* [Problem to work on]:
Transcribe all of the data exactly, leaving nothing out.

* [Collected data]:
::::

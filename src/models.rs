pub mod access;
pub mod announcement;
pub mod auth;
pub mod context;
pub mod package;
pub mod poll;
pub mod profile;
pub mod resident;
pub mod role;
pub mod role_binding;
pub mod sos;
pub mod tenancy;
pub mod visitor;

::::

* [Response area]:
filename src/models.rs
pub mod access;
pub mod announcement;
pub mod auth;
pub mod context;
pub mod package;
pub mod poll;
pub mod profile;
pub mod resident;
pub mod role;
pub mod role_binding;
pub mod sos;
pub mod tenancy;
pub mod visitor;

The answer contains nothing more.